Origin of Species by Means of Natural Selection in 1859. Although Wallace had
also came upon this revelation shortly before Origins was published, Darwin had
long been in development of this theory. Wallace amicably relinquished the idea
to Darwin, allowing him to become the first pioneer of evolution. Darwin was not
driven to publish his finding, which he’d been collecting for several years
before Wallace struck upon it, because he had "never come across a single
[naturalist] who seemed to doubt to permanence of species" (Ridley, pp. 70).
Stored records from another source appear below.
//! Expansion-port cartridges and the CRT container.
//!
//! A CRT file is a 64-byte header (`"C64 CARTRIDGE   "`, header length,
//! version, hardware type, EXROM/GAME levels, name) followed by CHIP
//! packets (`"CHIP"`, packet length, chip type, bank, load address,
//! size, ROM data).
//!
//! Hardware variants differ mostly in how writes to the I/O areas flip
//! ROM banks in and out. Instead of one type per variant, a single
//! `Cartridge` carries its ROM packets and a `CartridgeKind` tag; the
//! kind-specific behavior lives in the `peek_io`/`poke_io` dispatch
//! below.

use std::fmt;

/// CRT hardware type ids we implement.
#[derive(Debug, Clone, Copy, PartialEq, Eq)]
pub enum CartridgeKind {
    /// Plain 8K/16K/Ultimax ROM defined by the EXROM/GAME levels.
    Standard,
    /// Simons' Basic: 16K with GAME toggled through $DE00.
    SimonsBasic,
    /// Ocean type 1: up to 512K, bank select at $DE00.
    Ocean,
    /// Magic Desk: 8K banks, select + disable at $DE00.
    MagicDesk,
}

impl CartridgeKind {
    fn from_crt_type(hw_type: u16) -> Option<Self> {
        match hw_type {
            0 => Some(CartridgeKind::Standard),
            4 => Some(CartridgeKind::SimonsBasic),
            5 => Some(CartridgeKind::Ocean),
            19 => Some(CartridgeKind::MagicDesk),
            _ => None,
        }
    }
}

#[derive(Debug)]
pub enum CrtError {
    /// Signature mismatch.
    NotCrt,
    /// File shorter than a header or packet claims.
    Truncated,
    /// Hardware type we have no dispatch entry for.
    UnsupportedType(u16),
    /// CHIP packet with a load address outside cartridge space.
    BadChipPacket,
}

impl fmt::Display for CrtError {
    fn fmt(&self, f: &mut fmt::Formatter<'_>) -> fmt::Result {
        match self {
            Self::NotCrt => write!(f, "not a CRT image"),
            Self::Truncated => write!(f, "truncated CRT image"),
            Self::UnsupportedType(t) => write!(f, "unsupported cartridge hardware type {t}"),
            Self::BadChipPacket => write!(f, "CHIP packet with invalid load address"),
        }
    }
}

impl std::error::Error for CrtError {}

/// One ROM bank from a CHIP packet.
struct RomPacket {
    bank: u16,
    load_address: u16,
    data: Vec<u8>,
}

/// An inserted cartridge.
pub struct Cartridge {
    kind: CartridgeKind,
    packets: Vec<RomPacket>,
    /// Current bank for the switchable kinds.
    bank: u16,
    /// ROM visible (Magic Desk can switch itself off).
    rom_enabled: bool,
    /// /EXROM and /GAME levels the cartridge asserts (true = high).
    exrom_line: bool,
    game_line: bool,
    /// Initial line levels from the CRT header, for reset.
    initial_exrom: bool,
    initial_game: bool,
}

impl Cartridge {
    /// Parse a CRT image.
    pub fn from_crt(bytes: &[u8]) -> Result<Self, CrtError> {
        if bytes.len() < 0x40 {
            return Err(CrtError::Truncated);
        }
        if &bytes[0..16] != b"C64 CARTRIDGE   " {
            return Err(CrtError::NotCrt);
        }
        let hw_type = u16::from_be_bytes([bytes[0x16], bytes[0x17]]);
        let kind = CartridgeKind::from_crt_type(hw_type)
            .ok_or(CrtError::UnsupportedType(hw_type))?;
        // Header stores the line levels as 0/1 bytes (1 = high).
        let exrom = bytes[0x18] != 0;
        let game = bytes[0x19] != 0;

        let mut packets = Vec::new();
        let mut pos = u32::from_be_bytes([bytes[0x10], bytes[0x11], bytes[0x12], bytes[0x13]])
            .max(0x40) as usize;
        while pos + 0x10 <= bytes.len() {
            if &bytes[pos..pos + 4] != b"CHIP" {
                return Err(CrtError::NotCrt);
            }
            let packet_len =
                u32::from_be_bytes([bytes[pos + 4], bytes[pos + 5], bytes[pos + 6], bytes[pos + 7]])
                    as usize;
            let bank = u16::from_be_bytes([bytes[pos + 0x0A], bytes[pos + 0x0B]]);
            let load_address = u16::from_be_bytes([bytes[pos + 0x0C], bytes[pos + 0x0D]]);
            let rom_size = u16::from_be_bytes([bytes[pos + 0x0E], bytes[pos + 0x0F]]) as usize;
            if pos + 0x10 + rom_size > bytes.len() || packet_len < 0x10 + rom_size {
                return Err(CrtError::Truncated);
            }
            if !matches!(load_address, 0x8000..=0x9FFF | 0xA000..=0xBFFF | 0xE000..=0xFFFF) {
                return Err(CrtError::BadChipPacket);
            }
            packets.push(RomPacket {
                bank,
                load_address,
                data: bytes[pos + 0x10..pos + 0x10 + rom_size].to_vec(),
            });
            pos += packet_len.max(0x10);
        }
        if packets.is_empty() {
            return Err(CrtError::Truncated);
        }

        Ok(Self {
            kind,
            packets,
            bank: 0,
            rom_enabled: true,
            exrom_line: exrom,
            game_line: game,
            initial_exrom: exrom,
            initial_game: game,
        })
    }

    /// Build a bare 8K/16K/Ultimax cartridge from raw ROM (for tests and
    /// direct attachment).
    #[must_use]
    pub fn from_rom(kind: CartridgeKind, rom: Vec<u8>, exrom: bool, game: bool) -> Self {
        let mut packets = vec![RomPacket {
            bank: 0,
            load_address: 0x8000,
            data: rom.clone(),
        }];
        if rom.len() > 0x2000 {
            packets[0].data.truncate(0x2000);
            packets.push(RomPacket {
                bank: 0,
                load_address: if !game && exrom { 0xE000 } else { 0xA000 },
                data: rom[0x2000..].to_vec(),
            });
        }
        Self {
            kind,
            packets,
            bank: 0,
            rom_enabled: true,
            exrom_line: exrom,
            game_line: game,
            initial_exrom: exrom,
            initial_game: game,
        }
    }

    #[must_use]
    pub fn kind(&self) -> CartridgeKind {
        self.kind
    }

    /// /EXROM level asserted by the cartridge.
    #[must_use]
    pub fn exrom_line(&self) -> bool {
        if self.rom_enabled {
            self.exrom_line
        } else {
            true
        }
    }

    /// /GAME level asserted by the cartridge.
    #[must_use]
    pub fn game_line(&self) -> bool {
        if self.rom_enabled {
            self.game_line
        } else {
            true
        }
    }

    /// Restore the power-on configuration.
    pub fn reset_config(&mut self) {
        self.bank = 0;
        self.rom_enabled = true;
        self.exrom_line = self.initial_exrom;
        self.game_line = self.initial_game;
    }

    /// Freeze-button press (cartridges with one pull /GAME low).
    pub fn press_button(&mut self) {
        // None of the implemented kinds has a freeze button; the hook
        // exists so the expansion port can route it.
    }

    fn packet_at(&self, bank: u16, address: u16) -> Option<&RomPacket> {
        self.packets.iter().find(|p| {
            p.bank == bank
                && address >= p.load_address
                && usize::from(address - p.load_address) < p.data.len()
        })
    }

    /// Read cartridge low ROM ($8000-$9FFF).
    #[must_use]
    pub fn peek_rom_l(&self, address: u16) -> u8 {
        let address = 0x8000 | (address & 0x1FFF);
        self.packet_at(self.bank, address)
            .map_or(0xFF, |p| p.data[usize::from(address - p.load_address)])
    }

    /// Read cartridge high ROM ($A000-$BFFF, or $E000-$FFFF in ultimax).
    #[must_use]
    pub fn peek_rom_h(&self, address: u16) -> u8 {
        let offset = address & 0x1FFF;
        // The high bank may be stored at either load address.
        for base in [0xA000u16, 0xE000] {
            if let Some(p) = self.packet_at(self.bank, base | offset) {
                return p.data[usize::from((base | offset) - p.load_address)];
            }
        }
        // 16K packets store the high half in the same packet.
        if let Some(p) = self.packet_at(self.bank, 0x8000) {
            let index = usize::from(offset) + 0x2000;
            if index < p.data.len() {
                return p.data[index];
            }
        }
        0xFF
    }

    /// Read from I/O 1 ($DE00-$DEFF).
    #[must_use]
    pub fn peek_io1(&self, _address: u16) -> u8 {
        0xFF
    }

    /// Read from I/O 2 ($DF00-$DFFF).
    #[must_use]
    pub fn peek_io2(&self, _address: u16) -> u8 {
        0xFF
    }

    /// Write to I/O 1. Returns true if the memory map changed.
    pub fn poke_io1(&mut self, _address: u16, value: u8) -> bool {
        match self.kind {
            CartridgeKind::Standard => false,
            CartridgeKind::SimonsBasic => {
                // Any write maps the second 8K in or out via /GAME.
                let game = value == 0;
                let changed = self.game_line != game;
                self.game_line = game;
                changed
            }
            CartridgeKind::Ocean => {
                self.bank = u16::from(value & 0x3F);
                false
            }
            CartridgeKind::MagicDesk => {
                let enabled = value & 0x80 == 0;
                let changed = self.rom_enabled != enabled;
                self.bank = u16::from(value & 0x3F);
                self.rom_enabled = enabled;
                changed
            }
        }
    }

    /// Write to I/O 2. Returns true if the memory map changed.
    pub fn poke_io2(&mut self, _address: u16, _value: u8) -> bool {
        false
    }
}

#[cfg(test)]
mod tests {
    use super::*;

    fn crt_image(hw_type: u16, exrom: u8, game: u8, chips: &[(u16, u16, &[u8])]) -> Vec<u8> {
        let mut out = vec![0u8; 0x40];
        out[0..16].copy_from_slice(b"C64 CARTRIDGE   ");
        out[0x10..0x14].copy_from_slice(&0x40u32.to_be_bytes());
        out[0x14] = 1; // Version 1.0
        out[0x16..0x18].copy_from_slice(&hw_type.to_be_bytes());
        out[0x18] = exrom;
        out[0x19] = game;
        for (bank, load, data) in chips {
            out.extend_from_slice(b"CHIP");
            out.extend_from_slice(&((0x10 + data.len()) as u32).to_be_bytes());
            out.extend_from_slice(&0u16.to_be_bytes()); // Chip type: ROM
            out.extend_from_slice(&bank.to_be_bytes());
            out.extend_from_slice(&load.to_be_bytes());
            out.extend_from_slice(&(data.len() as u16).to_be_bytes());
            out.extend_from_slice(data);
        }
        out
    }

    #[test]
    fn reject_wrong_signature() {
        assert!(matches!(
            Cartridge::from_crt(&vec![0u8; 0x50]),
            Err(CrtError::NotCrt)
        ));
    }

    #[test]
    fn reject_unknown_hardware() {
        let rom = [0u8; 0x2000];
        let img = crt_image(99, 1, 0, &[(0, 0x8000, &rom)]);
        assert!(matches!(
            Cartridge::from_crt(&img),
            Err(CrtError::UnsupportedType(99))
        ));
    }

    #[test]
    fn parse_standard_8k() {
        let mut rom = [0u8; 0x2000];
        rom[0] = 0xAA;
        rom[0x1FFF] = 0xBB;
        let img = crt_image(0, 0, 1, &[(0, 0x8000, &rom)]);
        let cart = Cartridge::from_crt(&img).expect("valid CRT");
        assert_eq!(cart.kind(), CartridgeKind::Standard);
        assert!(!cart.exrom_line()); // 8K: /EXROM low, /GAME high
        assert!(cart.game_line());
        assert_eq!(cart.peek_rom_l(0x8000), 0xAA);
        assert_eq!(cart.peek_rom_l(0x9FFF), 0xBB);
    }

    #[test]
    fn parse_ultimax() {
        let lo = [0x11u8; 0x2000];
        let hi = [0x22u8; 0x2000];
        let img = crt_image(0, 1, 0, &[(0, 0x8000, &lo), (0, 0xE000, &hi)]);
        let cart = Cartridge::from_crt(&img).expect("valid CRT");
        assert!(cart.exrom_line());
        assert!(!cart.game_line());
        assert_eq!(cart.peek_rom_l(0x8123), 0x11);
        assert_eq!(cart.peek_rom_h(0xE456), 0x22);
    }

    #[test]
    fn truncated_chip_rejected() {
        let rom = [0u8; 0x2000];
        let mut img = crt_image(0, 0, 1, &[(0, 0x8000, &rom)]);
        img.truncate(img.len() - 100);
        assert!(matches!(Cartridge::from_crt(&img), Err(CrtError::Truncated)));
    }

    #[test]
    fn ocean_bank_switching() {
        let bank0 = [0xB0u8; 0x2000];
        let bank1 = [0xB1u8; 0x2000];
        let img = crt_image(5, 0, 1, &[(0, 0x8000, &bank0), (1, 0x8000, &bank1)]);
        let mut cart = Cartridge::from_crt(&img).expect("valid CRT");
        assert_eq!(cart.peek_rom_l(0x8000), 0xB0);
        cart.poke_io1(0xDE00, 0x01);
        assert_eq!(cart.peek_rom_l(0x8000), 0xB1);
        cart.reset_config();
        assert_eq!(cart.peek_rom_l(0x8000), 0xB0);
    }

    #[test]
    fn magic_desk_disable_releases_lines() {
        let rom = [0x5Au8; 0x2000];
        let img = crt_image(19, 0, 1, &[(0, 0x8000, &rom)]);
        let mut cart = Cartridge::from_crt(&img).expect("valid CRT");
        assert!(!cart.exrom_line());
        let changed = cart.poke_io1(0xDE00, 0x80); // Bit 7: ROM off
        assert!(changed);
        assert!(cart.exrom_line(), "lines released when disabled");
        assert!(cart.game_line());
    }

    #[test]
    fn simons_basic_toggles_game() {
        let lo = [0u8; 0x2000];
        let hi = [0u8; 0x2000];
        let img = crt_image(4, 0, 0, &[(0, 0x8000, &lo), (0, 0xA000, &hi)]);
        let mut cart = Cartridge::from_crt(&img).expect("valid CRT");
        assert!(!cart.game_line());
        cart.poke_io1(0xDE00, 0x01);
        assert!(cart.game_line());
        cart.poke_io1(0xDE00, 0x00);
        assert!(!cart.game_line());
    }
}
What follows are the key points of Darwin’s Theory of Natural Selection taken
directly from the two chapters concerning it in his book Origins. In chapter III
of Origins Darwin sets up his discussion on Natural Selection by establishing
the struggle for existence in nature. By this he means not only an individuals
need to fend of enemies and survive its environment but also it’s ability to
create living, healthy, successful offspring. The first factor concerning this
struggle is the ratio of increase in any given species. Darwin explains how this
struggle must be occurring otherwise a single species would dominate the entire
earth because every single one of it’s offspring would survive. This is due to
the fact that every species reproduces exponentially, a rate that would soon
produce astonishing numbers if left unchecked. This does not happen however,
because nature has a system of checks and balances. Although we may not be able
to detect these checks, we can see their effects by the indisputable fact that
one species doesn’t completely dominate the planet. These checks consist of
enemies eating the young or even adults, the rigors of weather or environment,
and countless others. In this way birds, for example, cannot populate beyond
their food supply, and the grains they feed on are held in check, because even
though they may produce thousands of seeds only a few are able to reach
maturity. Darwin goes on to show how all plants and animals compete and relate
to each other in this struggle for existence. He does so by relating various
personal observations that show the introduction of a different species of plant
or animal can have a direct effect on the present survival of the indigenous
species and even allow other foreign species to proliferate. This leads to
interspecies survival, which Darwin considers the hardest struggle of all, and
the one that may have the greatest effect on the evolution of a species through

Natural Selection. It springs forth from the similarity in "habits and
constitution". Plants and animals of the same species must compete for the
same food and the same space to live in. Also, the original make-up of a plant
or animal may give it an advantage to thrive in an ever-competitive environment.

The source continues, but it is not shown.